Gruff Rhys
Babelsberg
Rough Trade [2018]
Fire Note Says: Welsh singer/songwriter, Gruff Rhys of Super Furry Animals fame, hides dark, commentary in sweet, orchestrated pop songs in a compelling and enjoyable way.
Album Review: Even though, Super Furry Animals’ Gruff Rhys may be playing it straight on the smartly orchestrated pop songs of Babelsberg, his fifth solo album, but as listeners move past the sweetness of his melodies, a starker portrait is revealed, one that takes an incisive look at the political/cultural tensions that plague much of modern life. The opener, “Frontier Man” takes the piss out of political cults of personality that commonly appear during the American election season, when the country longs for a macho Clint Eastwood personality with the ego-strength to declare, “I can fix it.” It’s all delusion, of course, but the mock-country music feels the perfect choice for a satire of the Iowa primaries.

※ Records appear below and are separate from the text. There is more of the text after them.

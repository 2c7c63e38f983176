//! API 路由模块。
//!
//! 对外暴露商品、用户、会话和消息的 REST 接口。

pub mod chats;
pub mod error;
pub mod health;
pub mod messages;
pub mod products;
pub mod state;
pub mod users;

use std::sync::Arc;

use axum::Router;
use axum::http::HeaderValue;
use tower_http::cors::{AllowOrigin, Any, CorsLayer};
use tower_http::trace::TraceLayer;
use tracing::warn;

pub use chats::create_chat_router;
pub use error::ApiError;
pub use health::create_health_router;
pub use messages::create_message_router;
pub use products::create_product_router;
pub use state::AppState;
pub use users::create_user_router;

/// 组装全部路由。`cors_origins` 为空时允许任意来源。
pub fn router(state: AppState, cors_origins: &[String]) -> Router {
    Router::new()
        .merge(create_health_router())
        .merge(create_product_router())
        .merge(create_user_router())
        .merge(create_chat_router())
        .merge(create_message_router())
        .layer(TraceLayer::new_for_http())
        .layer(cors_layer(cors_origins))
        .with_state(Arc::new(state))
}

fn cors_layer(origins: &[String]) -> CorsLayer {
    let layer = CorsLayer::new().allow_methods(Any).allow_headers(Any);
    if origins.is_empty() {
        return layer.allow_origin(Any);
    }

    let origins: Vec<HeaderValue> = origins
        .iter()
        .filter_map(|origin| match origin.parse::<HeaderValue>() {
            Ok(value) => Some(value),
            Err(err) => {
                warn!(%origin, error = %err, "ignoring invalid CORS origin");
                None
            }
        })
        .collect();
    layer.allow_origin(AllowOrigin::list(origins))
}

The Welsh singer/songwriter has turned his attention State-side before, his 2014 album “American Interior” sought to follow his countryman John Evans’ attempt to track a lost tribe of immigrants through the U.S. Midwest, which took the form of a film and book as well as a collection of songs. In 2016, Rhys responded to the UK debate over Brexit by releasing the single “I Love E.U.,” revealing his leanings away from nationalism and the severing of cooperative alliances. The ten songs of Babelsberg were recorded in that same time period in a brief three-day session in a studio that was scheduled for demolition so that luxury condos could be built there. That unsettling gentrification, the sense of failing and falling institutions, urban decay and the threat of nuclear apocalypse provides the emotional backdrop of the songs here, which sat on the shelf for 18 months waiting for composer Stephen McNeff to write the orchestrations which were eventually recorded by The National Orchestra of Wales.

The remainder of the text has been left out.